Bezos could switch out this sentiment with each year’s new letter, replacing it with a more important driver, but he doesn’t.

And Amazon most certainly takes its hiring process seriously. I asked a dozen Amazon employees about the company’s interviewing process; they described it as “intense.” As a person interviewing for a job at Amazon, you have to be concise in your responses to interview questions while continually highlighting results that happened because of your actions. Amazonians I talked to recommended that candidates use the CAR method (Context, Action, Result) or the STAR method (Situation, Task, Action, Result) as an orderly framework in which to shape their answers.  

Amazon employees also said a key part of the hiring process is for those employees conducting interviews to ask questions that assess how well each candidate scores on Amazon’s 14 Leadership Principles. When taken as a collection, these principles, listed on the company’s website, are a high bar to clear. I’ve listed the principles below, edited for brevity:

Customer obsession

Leaders start with the customer and work backward. They pay attention to competitors but obsess over customers.

Ownership

Leaders are owners. They act beyond just their own team and never say “that’s not my job.”

Invent and simplify

Leaders expect and require innovation and invention from their teams, and always find ways to simplify. They’re externally aware, look for new ideas from everywhere, and are not limited by “not invented here.”

Are right, a lot

Leaders are right a lot. They have strong judgment and good instincts. They seek diverse perspectives and work to disconfirm their beliefs.

Learn and be curious

Leaders are never done learning and always seek to improve themselves. They’re curious.

Hire and develop the best

Leaders raise the performance bar with every hire and promotion. They recognize exceptional talent and willingly move them throughout the organization. Leaders develop leaders and take seriously their role in coaching others.
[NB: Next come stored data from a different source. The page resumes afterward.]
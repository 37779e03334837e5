use std::collections::HashMap;

use async_trait::async_trait;
use chrono::{DateTime, Utc};

use crate::cache::{Broadcast, BroadcastId, BroadcastLifecycle, Stream, StreamHealth, StreamId};
use crate::error::ApiError;

/// Current lifecycle of one broadcast, as returned by a status-only query.
#[derive(Debug, Clone, PartialEq, Eq)]
pub struct BroadcastStatus {
    pub status: BroadcastLifecycle,
    pub actual_start_time: Option<DateTime<Utc>>,
}

/// Result of the lighter-weight status/health query used for feedbacks.
#[derive(Debug, Clone, Default, PartialEq, Eq)]
pub struct StatusReport {
    pub broadcasts: HashMap<BroadcastId, BroadcastStatus>,
    pub streams: HashMap<StreamId, StreamHealth>,
}

/// Authoritative source of broadcasts and streams.
#[async_trait]
pub trait BroadcastApi: Send + Sync {
    /// Every broadcast of the channel, all statuses.
    async fn list_broadcasts(&self) -> Result<Vec<Broadcast>, ApiError>;

    async fn list_streams(&self) -> Result<Vec<Stream>, ApiError>;

    /// Ask the platform to move `id` into `target`.
    async fn transition(&self, id: &str, target: BroadcastLifecycle) -> Result<(), ApiError>;

    /// Status and health of the given broadcasts and streams only.
    async fn fetch_status(
        &self,
        broadcast_ids: &[BroadcastId],
        stream_ids: &[StreamId],
    ) -> Result<StatusReport, ApiError>;
}

/// Yields the bearer token for an authenticated client.
#[async_trait]
pub trait CredentialsProvider: Send + Sync {
    async fn access_token(&self) -> Result<String, ApiError>;
}

/// A token obtained elsewhere and handed over as-is.
#[derive(Debug, Clone)]
pub struct StaticToken(pub String);

#[async_trait]
impl CredentialsProvider for StaticToken {
    async fn access_token(&self) -> Result<String, ApiError> {
        Ok(self.0.clone())
    }
}

/// Reads the token from an environment variable on every request, so an
/// external refresher can rotate it.
#[derive(Debug, Clone)]
pub struct EnvToken {
    pub var: String,
}

impl EnvToken {
    pub fn new(var: impl Into<String>) -> Self {
        Self { var: var.into() }
    }
}

#[async_trait]
impl CredentialsProvider for EnvToken {
    async fn access_token(&self) -> Result<String, ApiError> {
        match std::env::var(&self.var) {
            Ok(token) if !token.trim().is_empty() => Ok(token.trim().to_owned()),
            _ => Err(ApiError::Credentials(format!("{} is not set", self.var))),
        }
    }
}
//! Picks the broadcast an action applies to when the operator asked for the
//! "current" one instead of naming it.

use chrono::{DateTime, Utc};

use crate::action::ActionKind;
use crate::cache::{Broadcast, BroadcastId, BroadcastLifecycle, StateMemory};

/// Timestamp used to order candidates; the earliest wins.
#[derive(Debug, Clone, Copy, PartialEq, Eq)]
pub enum TieBreak {
    ScheduledStartTime,
    ActualStartTime,
}

impl TieBreak {
    fn key(self, broadcast: &Broadcast) -> Option<DateTime<Utc>> {
        match self {
            Self::ScheduledStartTime => broadcast.scheduled_start_time,
            Self::ActualStartTime => broadcast.actual_start_time,
        }
    }

    /// Natural ordering key for broadcasts waiting in `status`.
    pub fn for_status(status: BroadcastLifecycle) -> Self {
        match status {
            BroadcastLifecycle::Ready => Self::ScheduledStartTime,
            _ => Self::ActualStartTime,
        }
    }
}

/// Oldest broadcast in `status`, ordered by `tie_break`.
///
/// Broadcasts missing the timestamp sort after every broadcast that has one;
/// equal timestamps fall back to the id so the choice is stable.
pub fn filter_broadcasts(
    memory: &StateMemory,
    status: BroadcastLifecycle,
    tie_break: TieBreak,
) -> Option<BroadcastId> {
    memory
        .broadcasts
        .values()
        .filter(|b| b.status == status)
        .min_by(|a, b| {
            let (ka, kb) = (tie_break.key(a), tie_break.key(b));
            ka.is_none()
                .cmp(&kb.is_none())
                .then_with(|| ka.cmp(&kb))
                .then_with(|| a.id.cmp(&b.id))
        })
        .map(|b| b.id.clone())
}

/// Statuses searched, in order, for an action's implicit target.
pub fn resolution_order(action: ActionKind) -> &'static [BroadcastLifecycle] {
    use BroadcastLifecycle::*;
    match action {
        ActionKind::InitBroadcast => &[Ready],
        ActionKind::StartBroadcast => &[Testing, Ready],
        ActionKind::StopBroadcast => &[Live],
        ActionKind::ToggleBroadcast => &[Live, Testing, Ready],
        ActionKind::RefreshStatus | ActionKind::RefreshFeedbacks => &[],
    }
}

/// Resolve the implicit target of `action` against the cache.
pub fn resolve_current(action: ActionKind, memory: &StateMemory) -> Option<BroadcastId> {
    resolution_order(action)
        .iter()
        .find_map(|&status| filter_broadcasts(memory, status, TieBreak::for_status(status)))
}
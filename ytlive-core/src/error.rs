use thiserror::Error;

use crate::cache::BroadcastId;

/// Failures talking to the broadcast/stream collaborator.
#[derive(Debug, Error)]
pub enum ApiError {
    #[error("network error: {0}")]
    Network(#[from] reqwest::Error),
    #[error("API returned {status}: {body}")]
    Status { status: u16, body: String },
    #[error("response decoding error: {0}")]
    Decode(#[from] serde_json::Error),
    #[error("credentials unavailable: {0}")]
    Credentials(String),
}

#[derive(Debug, Error)]
pub enum ActionError {
    #[error("Action has unknown broadcast ID: {0}")]
    UnknownBroadcastId(BroadcastId),
    #[error("Action has undefined broadcast ID")]
    UndefinedBroadcastId,
    #[error("unknown action called: {0}")]
    UnknownAction(String),
    #[error("broadcast {0} is already complete")]
    BroadcastComplete(BroadcastId),
    #[error("lifecycle transition rejected: {0}")]
    RemoteTransitionFailure(#[source] ApiError),
    #[error("broadcast refresh failed: {0}")]
    RefreshFailure(#[source] ApiError),
}

#[derive(Debug, Error)]
pub enum ConfigError {
    #[error("no configuration directory available on this platform")]
    NoConfigDir,
    #[error("config I/O error: {0}")]
    Io(#[from] std::io::Error),
    #[error("config parsing error: {0}")]
    Json(#[from] serde_json::Error),
}

#[derive(Debug, Error)]
pub enum PollError {
    #[error("poller task failed: {0}")]
    Task(#[from] tokio::task::JoinError),
}
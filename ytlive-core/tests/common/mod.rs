#![allow(dead_code)]

use std::sync::atomic::{AtomicBool, AtomicUsize, Ordering};
use std::sync::Mutex;

use async_trait::async_trait;
use chrono::{DateTime, TimeZone, Utc};
use ytlive_core::{
    ActionError, ActionHandler, ApiError, Broadcast, BroadcastApi, BroadcastId,
    BroadcastLifecycle, StatusReport, Stream,
};

pub fn at(hour: u32, minute: u32) -> DateTime<Utc> {
    Utc.with_ymd_and_hms(2024, 10, 21, hour, minute, 0).unwrap()
}

pub fn broadcast(id: &str, status: BroadcastLifecycle) -> Broadcast {
    Broadcast {
        id: id.into(),
        name: format!("Broadcast {id}"),
        status,
        scheduled_start_time: None,
        actual_start_time: None,
        bound_stream_id: None,
    }
}

pub fn scheduled(id: &str, hour: u32, minute: u32) -> Broadcast {
    Broadcast {
        scheduled_start_time: Some(at(hour, minute)),
        ..broadcast(id, BroadcastLifecycle::Ready)
    }
}

pub fn started(id: &str, status: BroadcastLifecycle, hour: u32, minute: u32) -> Broadcast {
    Broadcast {
        actual_start_time: Some(at(hour, minute)),
        ..broadcast(id, status)
    }
}

/// In-memory stand-in for the YouTube API.
#[derive(Default)]
pub struct ScriptedApi {
    pub broadcasts: Mutex<Vec<Broadcast>>,
    pub streams: Mutex<Vec<Stream>>,
    pub report: Mutex<StatusReport>,
    pub transitions: Mutex<Vec<(BroadcastId, BroadcastLifecycle)>>,
    pub fail_listing: AtomicBool,
    pub reject_transitions: AtomicBool,
    pub list_calls: AtomicUsize,
    pub status_calls: AtomicUsize,
}

impl ScriptedApi {
    pub fn with(broadcasts: Vec<Broadcast>, streams: Vec<Stream>) -> Self {
        let api = Self::default();
        *api.broadcasts.lock().unwrap() = broadcasts;
        *api.streams.lock().unwrap() = streams;
        api
    }

    pub fn transitions(&self) -> Vec<(BroadcastId, BroadcastLifecycle)> {
        self.transitions.lock().unwrap().clone()
    }
}

fn rejected() -> ApiError {
    ApiError::Status {
        status: 403,
        body: "invalidTransition".into(),
    }
}

#[async_trait]
impl BroadcastApi for ScriptedApi {
    async fn list_broadcasts(&self) -> Result<Vec<Broadcast>, ApiError> {
        self.list_calls.fetch_add(1, Ordering::SeqCst);
        if self.fail_listing.load(Ordering::SeqCst) {
            return Err(ApiError::Status {
                status: 500,
                body: "backendError".into(),
            });
        }
        Ok(self.broadcasts.lock().unwrap().clone())
    }

    async fn list_streams(&self) -> Result<Vec<Stream>, ApiError> {
        if self.fail_listing.load(Ordering::SeqCst) {
            return Err(ApiError::Status {
                status: 500,
                body: "backendError".into(),
            });
        }
        Ok(self.streams.lock().unwrap().clone())
    }

    async fn transition(&self, id: &str, target: BroadcastLifecycle) -> Result<(), ApiError> {
        if self.reject_transitions.load(Ordering::SeqCst) {
            return Err(rejected());
        }
        self.transitions.lock().unwrap().push((id.to_owned(), target));
        Ok(())
    }

    async fn fetch_status(
        &self,
        _broadcast_ids: &[BroadcastId],
        _stream_ids: &[String],
    ) -> Result<StatusReport, ApiError> {
        self.status_calls.fetch_add(1, Ordering::SeqCst);
        if self.fail_listing.load(Ordering::SeqCst) {
            return Err(ApiError::Status {
                status: 500,
                body: "backendError".into(),
            });
        }
        Ok(self.report.lock().unwrap().clone())
    }
}

#[derive(Debug, Clone, PartialEq, Eq)]
pub enum Call {
    StartTest(String),
    GoLive(String),
    Finish(String),
    Toggle(String, BroadcastLifecycle),
    Reload,
    Refresh,
}

/// Handler that only records what it was asked to do.
#[derive(Default)]
pub struct RecordingHandler {
    pub calls: Mutex<Vec<Call>>,
}

impl RecordingHandler {
    pub fn calls(&self) -> Vec<Call> {
        self.calls.lock().unwrap().clone()
    }

    fn record(&self, call: Call) -> Result<(), ActionError> {
        self.calls.lock().unwrap().push(call);
        Ok(())
    }
}

#[async_trait]
impl ActionHandler for RecordingHandler {
    async fn start_broadcast_test(&self, id: &str) -> Result<(), ActionError> {
        self.record(Call::StartTest(id.into()))
    }

    async fn make_broadcast_live(&self, id: &str) -> Result<(), ActionError> {
        self.record(Call::GoLive(id.into()))
    }

    async fn finish_broadcast(&self, id: &str) -> Result<(), ActionError> {
        self.record(Call::Finish(id.into()))
    }

    async fn toggle_broadcast(
        &self,
        id: &str,
        from: BroadcastLifecycle,
    ) -> Result<(), ActionError> {
        self.record(Call::Toggle(id.into(), from))
    }

    async fn reload_everything(&self) -> Result<(), ActionError> {
        self.record(Call::Reload)
    }

    async fn refresh_feedbacks(&self) -> Result<(), ActionError> {
        self.record(Call::Refresh)
    }
}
Insist on the highest standards

Leaders are continually raising the bar and driving their teams to deliver high-quality products, services, and processes.

Think big

Thinking small is a self-fulfilling prophecy. Leaders create and communicate a bold direction that inspires results.

Bias for action

Speed matters in business. Many decisions and actions are reversible and do not need extensive study. We value calculated risk taking.

Frugality

Accomplish more with less. Constraints breed resourcefulness, self-sufficiency, and invention.

Earn trust

Leaders listen attentively, speak candidly, and treat others respectfully.

Dive deep

Leaders operate at all levels, stay connected to the details, audit frequently, and are skeptical when metrics and anecdote differ. No task is beneath them.

Have backbone; disagree and commit

Leaders are obligated to respectfully challenge decisions when they disagree, even when doing so is uncomfortable or exhausting. Leaders have conviction and are tenacious. They do not compromise for the sake of social cohesion. Once a decision is made, they commit wholly.

Deliver results

Leaders focus on the key inputs for their business and deliver them with the right quality and in a timely fashion. Despite setbacks, they rise to the occasion and never settle.

The key here is that Amazon knows what they’re looking for. It’s a high bar, and all Amazon interviewers are on the same page in sorting through candidates to find what they want. The interview questions are typically straight from the 14 Leadership Principles. Candidates are expected to have multiple, robust examples for each principle.

Put another way, Bezos’ original words, written in the 1997 shareholder letter, are taken seriously and have permeated throughout the company in a consistent way.

You can see why the hiring process at Amazon is indeed the key to its success.

Make it a key for your venture’s success too.